February 9th, 2013
I read not one but two pretty good pieces today on the practicalities of developing software. I'm not a software developer by any stretch of the imagination but I have just enough of a programmer's mindset to appreciate the amount of effort it takes to think through all the little bits and pieces that make a bit of software usable as well as functional:
- Hilton Lipschitz has made multiple posts exploring the decisions he made in designing his app TimeToCall. He covers the whole process, from his having the idea to write an app to help users arrange telephone conferences across time zones, right up to the point of polishing minor but important user interface details about translating the phrases used in the Japanese language localisation of the app without breaking his user interface.
- Mark Bernstein posted a piece describing the amount of thought that had to be put into adding a tab bar to Tinderbox. This is more focussed on a single user interface element than the Lipschitz piece: multiply the number of design considerations Bernstein describes for his one feature by the number of steps in the project Lipschitz recounts and you start to realise just how many decisions go into the making of even a comparatively simple application.

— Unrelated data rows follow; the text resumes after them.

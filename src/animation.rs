use std::collections::HashMap;

use bevy::prelude::*;

use crate::components::SimStep;

/// One animation clip. `next` names a follow-up clip that starts when a
/// non-looping clip runs out (e.g. `fall` -> `fall_loop`).
#[derive(Clone, serde::Serialize, serde::Deserialize)]
pub struct AnimationClipDef {
    pub frame_count: usize,
    pub fps: f32,
    #[serde(default = "default_true")]
    pub looping: bool,
    #[serde(default)]
    pub next: Option<String>,
}

fn default_true() -> bool {
    true
}

impl AnimationClipDef {
    fn new(frame_count: usize, fps: f32, looping: bool) -> Self {
        Self {
            frame_count,
            fps,
            looping,
            next: None,
        }
    }

    fn with_next(mut self, next: &str) -> Self {
        self.next = Some(next.to_string());
        self
    }

    pub fn duration_ms(&self) -> f64 {
        self.frame_count as f64 / self.fps.max(0.001) as f64 * 1000.0
    }
}

#[derive(Clone, serde::Serialize, serde::Deserialize, Default)]
pub struct AnimationGraphDef {
    pub states: HashMap<String, AnimationClipDef>,
}

/// Clip data per archetype key. The presentation layer replaces this with
/// frames loaded from real assets; the defaults keep headless runs honest.
#[derive(Resource, Clone, serde::Serialize, serde::Deserialize, Default)]
pub struct AnimationLibrary {
    pub graphs: HashMap<String, AnimationGraphDef>,
}

impl AnimationLibrary {
    pub fn clip(&self, graph: &str, state: &str) -> Option<&AnimationClipDef> {
        self.graphs.get(graph)?.states.get(state)
    }

    pub fn clip_duration_ms(&self, graph: &str, state: &str) -> f64 {
        self.clip(graph, state).map_or(0.0, |c| c.duration_ms())
    }
}

/// Playback cursor owned by each entity. Frame advancement is dt-scaled:
/// clips store speed in frames per second.
#[derive(Component, Clone, Debug)]
pub struct AnimationController {
    pub graph: String,
    pub state: String,
    pub frame: usize,
    pub timer: f32,
    pub speed: f32,
    pub playing: bool,
}

impl AnimationController {
    pub fn new(graph: &str, state: &str) -> Self {
        Self {
            graph: graph.to_string(),
            state: state.to_string(),
            frame: 0,
            timer: 0.0,
            speed: 1.0,
            playing: true,
        }
    }

    /// Switch to another clip, rewinding to frame zero.
    pub fn play(&mut self, state: &str) {
        if self.state != state {
            self.state = state.to_string();
        }
        self.frame = 0;
        self.timer = 0.0;
        self.playing = true;
    }

    /// True once a non-looping clip has run out. Looping clips never finish.
    pub fn finished(&self) -> bool {
        !self.playing
    }
}

pub struct AnimationPlugin;

impl Plugin for AnimationPlugin {
    fn build(&self, app: &mut App) {
        app.insert_resource(default_library()).add_systems(
            FixedUpdate,
            advance_animation_frames.in_set(SimStep::Animate),
        );
    }
}

pub fn advance_animation_frames(
    time: Res<Time<Fixed>>,
    library: Res<AnimationLibrary>,
    mut query: Query<&mut AnimationController>,
) {
    let dt = time.delta_secs();
    for mut anim in query.iter_mut() {
        if !anim.playing {
            continue;
        }
        let Some(clip) = library.clip(&anim.graph, &anim.state) else {
            continue;
        };
        let frame_count = clip.frame_count.max(1);
        let fps = clip.fps.max(0.001) * anim.speed.max(0.0);
        if fps <= 0.001 {
            continue;
        }
        let looping = clip.looping;
        let next = clip.next.clone();

        anim.timer += dt;
        let frame_time = 1.0 / fps;
        while anim.timer >= frame_time {
            anim.timer -= frame_time;
            if looping {
                anim.frame = (anim.frame + 1) % frame_count;
            } else if anim.frame + 1 < frame_count {
                anim.frame += 1;
            } else {
                match next.as_deref() {
                    Some(follow) if library.clip(&anim.graph, follow).is_some() => {
                        let follow = follow.to_string();
                        anim.play(&follow);
                    }
                    _ => {
                        anim.playing = false;
                        anim.frame = frame_count - 1;
                    }
                }
                break;
            }
        }
    }
}

pub fn default_library() -> AnimationLibrary {
    let mut graphs = HashMap::new();

    graphs.insert(
        "player".to_string(),
        AnimationGraphDef {
            states: HashMap::from([
                ("idle".to_string(), AnimationClipDef::new(6, 8.0, true)),
                ("idleturn".to_string(), AnimationClipDef::new(4, 12.0, false)),
                ("run".to_string(), AnimationClipDef::new(8, 12.0, true)),
                ("jump".to_string(), AnimationClipDef::new(3, 10.0, false)),
                (
                    "fall".to_string(),
                    AnimationClipDef::new(3, 10.0, false).with_next("fall_loop"),
                ),
                ("fall_loop".to_string(), AnimationClipDef::new(2, 8.0, true)),
                ("wallslide".to_string(), AnimationClipDef::new(3, 8.0, true)),
                ("attack".to_string(), AnimationClipDef::new(7, 15.0, false)),
                ("hit".to_string(), AnimationClipDef::new(4, 10.0, false)),
                ("skillcast".to_string(), AnimationClipDef::new(6, 12.0, false)),
            ]),
        },
    );

    graphs.insert(
        "bat".to_string(),
        AnimationGraphDef {
            states: HashMap::from([
                ("fly".to_string(), AnimationClipDef::new(6, 10.0, true)),
                ("chase".to_string(), AnimationClipDef::new(6, 12.0, true)),
                ("attack".to_string(), AnimationClipDef::new(12, 12.0, false)),
                ("hit".to_string(), AnimationClipDef::new(4, 10.0, false)),
                ("death".to_string(), AnimationClipDef::new(7, 10.0, false)),
            ]),
        },
    );

    graphs.insert(
        "mushroom".to_string(),
        AnimationGraphDef {
            states: HashMap::from([
                ("idle".to_string(), AnimationClipDef::new(4, 8.0, true)),
                ("run".to_string(), AnimationClipDef::new(8, 12.0, true)),
                ("attack".to_string(), AnimationClipDef::new(10, 12.0, false)),
                ("hit".to_string(), AnimationClipDef::new(4, 10.0, false)),
                ("death".to_string(), AnimationClipDef::new(8, 10.0, false)),
            ]),
        },
    );

    graphs.insert(
        "fireworm".to_string(),
        AnimationGraphDef {
            states: HashMap::from([
                ("idle".to_string(), AnimationClipDef::new(9, 8.0, true)),
                ("run".to_string(), AnimationClipDef::new(9, 12.0, true)),
                ("attack".to_string(), AnimationClipDef::new(16, 12.0, false)),
                ("hit".to_string(), AnimationClipDef::new(3, 10.0, false)),
                ("death".to_string(), AnimationClipDef::new(8, 10.0, false)),
            ]),
        },
    );

    graphs.insert(
        "fire_projectile".to_string(),
        AnimationGraphDef {
            states: HashMap::from([
                ("flight".to_string(), AnimationClipDef::new(6, 12.0, true)),
                ("explosion".to_string(), AnimationClipDef::new(7, 14.0, false)),
            ]),
        },
    );

    AnimationLibrary { graphs }
}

Neither article is aimed solely at programmers by any means – Lipschitz and Bernstein both explain in plain English the problems they're trying to resolve and the pros and cons of the different approaches they considered, so I think even people who've never written a line of code in their life will have no problem following either post.
One more, unrelated thing (courtesy of Hilton Lipschitz's Twitter feed). If you have access to a command line, go to it right now and type either tracert 188.8.131.52 (if you're running Windows) or traceroute 184.108.40.206 (for the rest of us.) Then watch and wait…
[Hilton Lipschitz posts via Brett Terpstra. I'm afraid I can't remember where I saw a link to Mark Bernstein's post.]
February 28th, 2012
I've seen any number of links over the last few days to The Star Wars Saga: Suggested Viewing Order but only got round to reading it today.
I've got to admit, his argument makes a hell of a lot of sense.
PUBLIC SERVICE ANNOUNCEMENT
If you're thinking of introducing a youngling to the Star Wars saga, you owe it to yourself – and to them – to consider what this man says.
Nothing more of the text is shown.